Data excerpts:
= Beginning of Section =
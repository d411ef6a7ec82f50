//! Initial population construction.

use super::config::Sampling;
use super::evaluate::Evaluator;
use super::types::{CostFunction, Population};
use crate::encoding::VariableRange;
use crate::error::{Error, Result};
use rand::Rng;
use tracing::{debug, instrument};

/// Builds a sorted, ranked initial population.
///
/// Each variable is sampled inside its range, then encoded and decoded so
/// the stored phenotype is the value the genome actually represents.
/// Sampling consumes `arity` draws per individual, in layout order.
#[instrument(level = "debug", skip_all, fields(size = population_size, genome_len = evaluator.layout().genome_len()))]
pub fn generate<F, R>(
    evaluator: &Evaluator<'_, F>,
    population_size: usize,
    sampling: Sampling,
    rng: &mut R,
) -> Result<Population>
where
    F: CostFunction + ?Sized,
    R: Rng,
{
    if population_size == 0 {
        return Err(Error::Configuration(
            "population_size must be at least 1".into(),
        ));
    }
    let layout = evaluator.layout();
    let samplers = layout
        .variables()
        .iter()
        .map(|v| Sampler::new(v.range, sampling))
        .collect::<Result<Vec<_>>>()?;

    let mut individuals = Vec::with_capacity(population_size);
    for _ in 0..population_size {
        let values: Vec<f64> = samplers.iter().map(|s| s.draw(rng)).collect();
        let genome = layout.encode(&values)?;
        individuals.push(evaluator.score(genome)?);
    }

    let population = Population::from_individuals(individuals);
    if let Some(best) = population.best() {
        debug!(best_cost = best.cost, "initial population generated");
    }
    Ok(population)
}

/// Per-variable sampling plan, resolved once before drawing.
enum Sampler {
    Integer(i64, i64),
    Continuous(f64, f64),
}

impl Sampler {
    fn new(range: VariableRange, sampling: Sampling) -> Result<Self> {
        match sampling {
            Sampling::Integer => range
                .integer_bounds()
                .map(|(lo, hi)| Sampler::Integer(lo, hi))
                .ok_or_else(|| {
                    Error::Configuration(format!(
                        "range {range} contains no integer to sample; use continuous sampling"
                    ))
                }),
            Sampling::Continuous => Ok(Sampler::Continuous(range.low(), range.high())),
        }
    }

    fn draw<R: Rng>(&self, rng: &mut R) -> f64 {
        match *self {
            Sampler::Integer(lo, hi) => rng.random_range(lo..=hi) as f64,
            Sampler::Continuous(lo, hi) => rng.random_range(lo..=hi),
        }
    }
}
// Process module - Launching, probing and terminating monitor processes

mod launcher;
mod prober;
mod terminator;

pub use launcher::{LaunchedMonitor, MonitorLauncher};
#[cfg(unix)]
pub use prober::SignalProber;
pub use prober::{Prober, SysinfoProber};
pub use terminator::{TerminationOutcome, Terminator};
= End of Section =
» **EXERCISE REQUIREMENTS**
Give back exactly the lines from the beginning of the records through the line containing "genome actually represents.", and only those.

» **ANSWER TO THIS EXERCISE**
repository d411ef6a7ec82f50
//! Initial population construction.

use super::config::Sampling;
use super::evaluate::Evaluator;
use super::types::{CostFunction, Population};
use crate::encoding::VariableRange;
use crate::error::{Error, Result};
use rand::Rng;
use tracing::{debug, instrument};

/// Builds a sorted, ranked initial population.
///
/// Each variable is sampled inside its range, then encoded and decoded so
/// the stored phenotype is the value the genome actually represents.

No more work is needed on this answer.